City of Hope National Medical Center, Duarte, CA, USA.
Stanford Cancer Center, Stanford University School of Medicine, Stanford, CA, USA.
Leuk Lymphoma. 2022 Jul;63(7):1580-1588. doi: 10.1080/10428194.2022.2038372. Epub 2022 Feb 28.

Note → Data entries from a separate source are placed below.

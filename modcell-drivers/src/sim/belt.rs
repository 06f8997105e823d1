//! Belt kinematics and light barrier

use modcell_core::state::RotationState;
use modcell_core::traits::TranslationCommand;
use modcell_core::Direction;

/// Default distance from belt centre to either end (mm)
pub const DEFAULT_HALF_LENGTH_MM: u32 = 50;

/// Default belt speed (mm/s)
pub const DEFAULT_SPEED_MM_S: u32 = 100;

/// Default distance from belt centre the barrier still sees an item (mm)
pub const DEFAULT_BARRIER_HALF_WIDTH_MM: u32 = 5;

/// End of the belt
#[derive(Debug, Clone, Copy, PartialEq, Eq)]
pub enum BeltEnd {
    /// The end `Forward` runs toward
    Forward,
    Backward,
}

impl BeltEnd {
    /// Cell side this end faces at `rotation`
    pub fn side(self, rotation: RotationState) -> Direction {
        match (self, rotation) {
            (BeltEnd::Forward, RotationState::Rot0) => Direction::Right,
            (BeltEnd::Forward, RotationState::Rot90) => Direction::Bottom,
            (BeltEnd::Backward, RotationState::Rot0) => Direction::Left,
            (BeltEnd::Backward, RotationState::Rot90) => Direction::Top,
        }
    }

    /// End facing `side`, if the belt runs that way at `rotation`
    pub fn facing(side: Direction, rotation: RotationState) -> Option<Self> {
        [BeltEnd::Forward, BeltEnd::Backward]
            .into_iter()
            .find(|end| end.side(rotation) == side)
    }
}

/// Belt carrying at most one item
#[derive(Debug, Clone)]
pub struct Belt {
    /// Centre to end (µm)
    half_length_um: i32,
    /// Belt speed (mm/s)
    speed_mm_s: u32,
    /// Centre to barrier edge (µm)
    barrier_half_width_um: i32,
    /// Item position relative to centre (µm, positive toward the forward end)
    item_um: Option<i32>,
    command: TranslationCommand,
}

impl Default for Belt {
    fn default() -> Self {
        Self::new(
            DEFAULT_HALF_LENGTH_MM,
            DEFAULT_SPEED_MM_S,
            DEFAULT_BARRIER_HALF_WIDTH_MM,
        )
    }
}

impl Belt {
    pub fn new(half_length_mm: u32, speed_mm_s: u32, barrier_half_width_mm: u32) -> Self {
        Self {
            half_length_um: mm_to_um(half_length_mm),
            speed_mm_s,
            barrier_half_width_um: mm_to_um(barrier_half_width_mm),
            item_um: None,
            command: TranslationCommand::NoTranslation,
        }
    }

    pub fn set_command(&mut self, command: TranslationCommand) {
        self.command = command;
    }

    pub fn command(&self) -> TranslationCommand {
        self.command
    }

    pub fn is_running(&self) -> bool {
        self.command.is_active()
    }

    /// Put an item on the belt `offset_mm` from the centre
    pub fn place_item(&mut self, offset_mm: i32) {
        self.item_um = Some(offset_mm.saturating_mul(1000));
    }

    /// Put an item at one end of the belt
    pub fn load_at(&mut self, end: BeltEnd) {
        self.item_um = Some(match end {
            BeltEnd::Forward => self.half_length_um,
            BeltEnd::Backward => -self.half_length_um,
        });
    }

    pub fn has_item(&self) -> bool {
        self.item_um.is_some()
    }

    /// Item position relative to centre (µm)
    pub fn item_um(&self) -> Option<i32> {
        self.item_um
    }

    /// Barrier interrupted by the item
    pub fn light_barrier(&self) -> bool {
        self.item_um
            .is_some_and(|p| p.abs() <= self.barrier_half_width_um)
    }

    /// Move the item for `dt_ms`
    ///
    /// Returns the end an item fell off, if one did.
    pub fn advance(&mut self, dt_ms: u32) -> Option<BeltEnd> {
        let pos = self.item_um?;

        // mm/s × ms = µm
        let step = i32::try_from(self.speed_mm_s.saturating_mul(dt_ms)).unwrap_or(i32::MAX);
        let pos = pos.saturating_add(step.saturating_mul(self.command.signal().into()));

        if pos > self.half_length_um {
            self.item_um = None;
            Some(BeltEnd::Forward)
        } else if pos < -self.half_length_um {
            self.item_um = None;
            Some(BeltEnd::Backward)
        } else {
            self.item_um = Some(pos);
            None
        }
    }
}

fn mm_to_um(mm: u32) -> i32 {
    i32::try_from(mm.saturating_mul(1000)).unwrap_or(i32::MAX)
}

#[cfg(test)]
mod tests {
    use super::*;

    #[test]
    fn test_end_sides() {
        assert_eq!(BeltEnd::Forward.side(RotationState::Rot0), Direction::Right);
        assert_eq!(BeltEnd::Forward.side(RotationState::Rot90), Direction::Bottom);
        assert_eq!(BeltEnd::Backward.side(RotationState::Rot0), Direction::Left);
        assert_eq!(BeltEnd::Backward.side(RotationState::Rot90), Direction::Top);
        assert_eq!(
            BeltEnd::facing(Direction::Top, RotationState::Rot90),
            Some(BeltEnd::Backward)
        );
        assert_eq!(BeltEnd::facing(Direction::Top, RotationState::Rot0), None);
    }

    #[test]
    fn test_item_reaches_barrier() {
        let mut belt = Belt::default();
        belt.load_at(BeltEnd::Backward);
        belt.set_command(TranslationCommand::Forward);
        assert!(!belt.light_barrier());

        // 45 mm at 100 mm/s
        for _ in 0..44 {
            assert_eq!(belt.advance(10), None);
            assert!(!belt.light_barrier());
        }
        belt.advance(10);
        assert!(belt.light_barrier());
    }

    #[test]
    fn test_item_falls_off() {
        let mut belt = Belt::default();
        belt.place_item(0);
        belt.set_command(TranslationCommand::Backward);

        let mut fell = None;
        for _ in 0..100 {
            fell = belt.advance(10);
            if fell.is_some() {
                break;
            }
        }
        assert_eq!(fell, Some(BeltEnd::Backward));
        assert!(!belt.has_item());
    }

    #[test]
    fn test_stopped_belt_holds_item() {
        let mut belt = Belt::default();
        belt.place_item(20);
        assert_eq!(belt.advance(10_000), None);
        assert_eq!(belt.item_um(), Some(20_000));
    }
}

Joint and muscle pain, including arthralgia, myalgia, and musculoskeletal pain, are among the common adverse events (AEs) reported for ibrutinib, a once-daily Bruton's tyrosine kinase inhibitor approved for the treatment of various B-cell malignancies, including chronic lymphocytic leukemia (CLL) and mantle cell lymphoma (MCL). This pooled analysis from nine clinical trials of ibrutinib in CLL and MCL ( = 1178) evaluated patterns of these AEs. Any grade arthralgia, myalgia, and musculoskeletal pain occurred in 18%, 10%, and 6% of patients, respectively. AEs were primarily low-grade (grade 1/2: 97‒99%) and occurred during the first year of treatment; most resolved (67%-80%) at first occurrence. Few (<5%) patients required ibrutinib dose modification; no patients discontinued ibrutinib due to these AEs. Among patients evaluated for concomitant medication use, all those receiving concomitant medications after the first AE occurrence experienced AE resolution. These data suggest that these AEs were not treatment-limiting during ibrutinib therapy.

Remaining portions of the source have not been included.